* [Task input]:
//! Queries over `pending_status_updates` and `pending_status_updates_dlq`

use super::{DeadLetterStatusUpdate, PendingStatusUpdate};
use crate::error::Result;
use hydrolink_shared::StatusUpdateKind;
use serde_json::Value;
use sqlx::{SqliteConnection, SqliteExecutor};

/// Buffer a status event; `None` if `(cmd_id, status)` is already buffered
pub async fn insert<'e, E: SqliteExecutor<'e>>(
    exec: E,
    cmd_id: &str,
    status: StatusUpdateKind,
    details: &Value,
    max_attempts: u32,
    now: i64,
) -> Result<Option<PendingStatusUpdate>> {
    let details = serde_json::to_string(details)?;

    let row = sqlx::query_as::<_, PendingStatusUpdate>(
        r#"
        INSERT INTO pending_status_updates (
            cmd_id, status, details, retry_count, max_attempts, created_at, updated_at
        )
        VALUES (?, ?, ?, 0, ?, ?, ?)
        ON CONFLICT(cmd_id, status) DO NOTHING
        RETURNING *
        "#,
    )
    .bind(cmd_id)
    .bind(status.as_str())
    .bind(details)
    .bind(i64::from(max_attempts))
    .bind(now)
    .bind(now)
    .fetch_optional(exec)
    .await?;

    Ok(row)
}

pub async fn list_for_command<'e, E: SqliteExecutor<'e>>(
    exec: E,
    cmd_id: &str,
) -> Result<Vec<PendingStatusUpdate>> {
    let rows = sqlx::query_as::<_, PendingStatusUpdate>(
        "SELECT * FROM pending_status_updates WHERE cmd_id = ? ORDER BY id ASC",
    )
    .bind(cmd_id)
    .fetch_all(exec)
    .await?;
    Ok(rows)
}

/// Rows whose retry time has come, oldest first
pub async fn list_due<'e, E: SqliteExecutor<'e>>(
    exec: E,
    now: i64,
    limit: u32,
) -> Result<Vec<PendingStatusUpdate>> {
    let rows = sqlx::query_as::<_, PendingStatusUpdate>(
        r#"
        SELECT * FROM pending_status_updates
        WHERE next_retry_at IS NULL OR next_retry_at <= ?
        ORDER BY created_at ASC, id ASC
        LIMIT ?
        "#,
    )
    .bind(now)
    .bind(i64::from(limit))
    .fetch_all(exec)
    .await?;
    Ok(rows)
}

/// Hide a due row from other appliers until `lease_until`
pub async fn claim<'e, E: SqliteExecutor<'e>>(
    exec: E,
    id: i64,
    now: i64,
    lease_until: i64,
) -> Result<bool> {
    let result = sqlx::query(
        r#"
        UPDATE pending_status_updates SET next_retry_at = ?1, updated_at = ?2
        WHERE id = ?3 AND (next_retry_at IS NULL OR next_retry_at <= ?2)
        "#,
    )
    .bind(lease_until)
    .bind(now)
    .bind(id)
    .execute(exec)
    .await?;
    Ok(result.rows_affected() == 1)
}

pub async fn delete<'e, E: SqliteExecutor<'e>>(exec: E, id: i64) -> Result<bool> {
    let result = sqlx::query("DELETE FROM pending_status_updates WHERE id = ?")
        .bind(id)
        .execute(exec)
        .await?;
    Ok(result.rows_affected() > 0)
}

/// Count a failed apply, guarded by the retry count the caller observed
pub async fn record_failure<'e, E: SqliteExecutor<'e>>(
    exec: E,
    id: i64,
    expected_retry_count: i64,
    error: &str,
    now: i64,
    next_retry_at: i64,
) -> Result<bool> {
    let result = sqlx::query(
        r#"
        UPDATE pending_status_updates SET
            retry_count = retry_count + 1,
            last_error = ?1,
            next_retry_at = ?2,
            updated_at = ?3
        WHERE id = ?4 AND retry_count = ?5
        "#,
    )
    .bind(error)
    .bind(next_retry_at)
    .bind(now)
    .bind(id)
    .bind(expected_retry_count)
    .execute(exec)
    .await?;
    Ok(result.rows_affected() == 1)
}

/// Copy a live row into the DLQ, then delete it (caller's transaction)
pub async fn move_to_dlq(conn: &mut SqliteConnection, id: i64, now: i64) -> Result<bool> {
    let copied = sqlx::query(
        r#"
        INSERT INTO pending_status_updates_dlq (
            original_id, cmd_id, status, details, retry_count, max_attempts,
            last_error, created_at, moved_to_dlq_at
        )
        SELECT id, cmd_id, status, details, retry_count, max_attempts,
               last_error, created_at, ?
        FROM pending_status_updates WHERE id = ?
        "#,
    )
    .bind(now)
    .bind(id)
    .execute(&mut *conn)
    .await?;

    if copied.rows_affected() == 0 {
        return Ok(false);
    }

    let deleted = sqlx::query("DELETE FROM pending_status_updates WHERE id = ?")
        .bind(id)
        .execute(&mut *conn)
        .await?;

    Ok(deleted.rows_affected() == 1)
}

/// Most recently dead-lettered rows first
pub async fn list_dlq<'e, E: SqliteExecutor<'e>>(
    exec: E,
    limit: u32,
) -> Result<Vec<DeadLetterStatusUpdate>> {
    let rows = sqlx::query_as::<_, DeadLetterStatusUpdate>(
        "SELECT * FROM pending_status_updates_dlq ORDER BY moved_to_dlq_at DESC, id DESC LIMIT ?",
    )
    .bind(i64::from(limit))
    .fetch_all(exec)
    .await?;
    Ok(rows)
}

pub async fn count_live<'e, E: SqliteExecutor<'e>>(exec: E) -> Result<i64> {
    let count = sqlx::query_scalar::<_, i64>("SELECT COUNT(*) FROM pending_status_updates")
        .fetch_one(exec)
        .await?;
    Ok(count)
}

pub async fn count_dlq<'e, E: SqliteExecutor<'e>>(exec: E) -> Result<i64> {
    let count = sqlx::query_scalar::<_, i64>("SELECT COUNT(*) FROM pending_status_updates_dlq")
        .fetch_one(exec)
        .await?;
    Ok(count)
}
mod handlers;

use clap::{Parser, Subcommand, ValueEnum};
use hydrolink_server::{DeliveryArgs, DeliveryCore, LogDelivery, LogEvents};
use hydrolink_shared::{delivery, CommandStatus, SystemClock};
use std::path::PathBuf;
use std::sync::Arc;
use tracing::debug;
use tracing_subscriber::{fmt, prelude::*, EnvFilter};

/// Inspect and operate the Hydrolink delivery core
#[derive(Parser, Debug)]
#[command(name = "hydrolink-ctl", version)]
struct Cli {
    #[command(flatten)]
    delivery: DeliveryArgs,

    #[command(subcommand)]
    command: Command,
}

#[derive(Subcommand, Debug)]
enum Command {
    /// Show a command and its current status
    Status { cmd_id: String },

    /// Show the ack log of a command
    Acks { cmd_id: String },

    /// Show the zone timeline
    Events { zone_id: i64 },

    /// Show live and DLQ row counts for both queues
    Depth,

    /// List dead-lettered rows, newest first
    Dlq {
        #[arg(value_enum)]
        queue: QueueKind,

        #[arg(long, default_value_t = 50)]
        limit: u32,
    },

    /// Run one timeout sweep
    Sweep,

    /// Run one alert dispatch batch (to the log sink)
    Dispatch,

    /// Run one status-update apply batch
    Apply,

    /// Requeue DLQ alerts for another round of delivery
    Replay {
        /// Only rows dead-lettered at least this many hours ago
        #[arg(long, default_value_t = delivery::REPLAY_OLDER_THAN_HOURS)]
        older_than_hours: u32,

        /// Maximum rows to replay
        #[arg(long, default_value_t = delivery::REPLAY_LIMIT)]
        limit: u32,
    },

    /// Force a command into a status
    Override {
        cmd_id: String,
        status: CommandStatus,
        #[arg(long)]
        reason: String,
    },

    /// Feed a JSON event, as the bridge or a detector would
    Ingest {
        #[arg(value_enum)]
        kind: EventKind,

        /// Inline JSON payload; read from --file when omitted
        payload: Option<String>,

        #[arg(long, conflicts_with = "payload")]
        file: Option<PathBuf>,
    },
}

#[derive(ValueEnum, Clone, Copy, Debug)]
enum QueueKind {
    Alerts,
    StatusUpdates,
}

#[derive(ValueEnum, Clone, Copy, Debug)]
enum EventKind {
    Command,
    Ack,
    Status,
    Alert,
}

#[tokio::main]
async fn main() -> anyhow::Result<()> {
    tracing_subscriber::registry()
        .with(fmt::layer().with_writer(std::io::stderr))
        .with(EnvFilter::from_default_env().add_directive(tracing::Level::WARN.into()))
        .init();

    let cli = Cli::parse();
    let config = cli.delivery.into_config();
    debug!("Opening {}", config.database_url);

    let core = DeliveryCore::open(
        config,
        Arc::new(SystemClock),
        Arc::new(LogEvents),
        Arc::new(LogDelivery),
    )
    .await?;

    let output = match cli.command {
        Command::Status { cmd_id } => handlers::show_command(&core, &cmd_id).await,
        Command::Acks { cmd_id } => handlers::show_acks(&core, &cmd_id).await,
        Command::Events { zone_id } => handlers::show_zone_events(&core, zone_id).await,
        Command::Depth => handlers::show_depth(&core).await,
        Command::Dlq { queue, limit } => match queue {
            QueueKind::Alerts => handlers::show_alert_dlq(&core, limit).await,
            QueueKind::StatusUpdates => handlers::show_status_dlq(&core, limit).await,
        },
        Command::Sweep => handlers::sweep(&core).await,
        Command::Dispatch => handlers::dispatch(&core).await,
        Command::Apply => handlers::apply(&core).await,
        Command::Replay {
            older_than_hours,
            limit,
        } => handlers::replay(&core, older_than_hours, limit).await,
        Command::Override {
            cmd_id,
            status,
            reason,
        } => handlers::override_status(&core, &cmd_id, status, &reason).await,
        Command::Ingest {
            kind,
            payload,
            file,
        } => {
            let bytes = match (payload, file) {
                (Some(inline), _) => inline.into_bytes(),
                (None, Some(path)) => tokio::fs::read(&path).await?,
                (None, None) => anyhow::bail!("Provide a payload or --file"),
            };
            match kind {
                EventKind::Command => handlers::ingest_command(&core, &bytes).await,
                EventKind::Ack => handlers::ingest_ack(&core, &bytes).await,
                EventKind::Status => handlers::ingest_status(&core, &bytes).await,
                EventKind::Alert => handlers::ingest_alert(&core, &bytes).await,
            }
        }
    };

    core.store.close().await;

    let value = output?;
    println!("{}", serde_json::to_string_pretty(&value)?);
    Ok(())
}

* [What you have to do]: From the records above, give again exactly the lines running from the line with "last_error, created_at, moved_to_dlq_at" to the line with "use std::path::PathBuf;", inclusive.

* [Solved exercise]:
            last_error, created_at, moved_to_dlq_at
        )
        SELECT id, cmd_id, status, details, retry_count, max_attempts,
               last_error, created_at, ?
        FROM pending_status_updates WHERE id = ?
        "#,
    )
    .bind(now)
    .bind(id)
    .execute(&mut *conn)
    .await?;

    if copied.rows_affected() == 0 {
        return Ok(false);
    }

    let deleted = sqlx::query("DELETE FROM pending_status_updates WHERE id = ?")
        .bind(id)
        .execute(&mut *conn)
        .await?;

    Ok(deleted.rows_affected() == 1)
}

/// Most recently dead-lettered rows first
pub async fn list_dlq<'e, E: SqliteExecutor<'e>>(
    exec: E,
    limit: u32,
) -> Result<Vec<DeadLetterStatusUpdate>> {
    let rows = sqlx::query_as::<_, DeadLetterStatusUpdate>(
        "SELECT * FROM pending_status_updates_dlq ORDER BY moved_to_dlq_at DESC, id DESC LIMIT ?",
    )
    .bind(i64::from(limit))
    .fetch_all(exec)
    .await?;
    Ok(rows)
}

pub async fn count_live<'e, E: SqliteExecutor<'e>>(exec: E) -> Result<i64> {
    let count = sqlx::query_scalar::<_, i64>("SELECT COUNT(*) FROM pending_status_updates")
        .fetch_one(exec)
        .await?;
    Ok(count)
}

pub async fn count_dlq<'e, E: SqliteExecutor<'e>>(exec: E) -> Result<i64> {
    let count = sqlx::query_scalar::<_, i64>("SELECT COUNT(*) FROM pending_status_updates_dlq")
        .fetch_one(exec)
        .await?;
    Ok(count)
}
mod handlers;

use clap::{Parser, Subcommand, ValueEnum};
use hydrolink_server::{DeliveryArgs, DeliveryCore, LogDelivery, LogEvents};
use hydrolink_shared::{delivery, CommandStatus, SystemClock};
use std::path::PathBuf;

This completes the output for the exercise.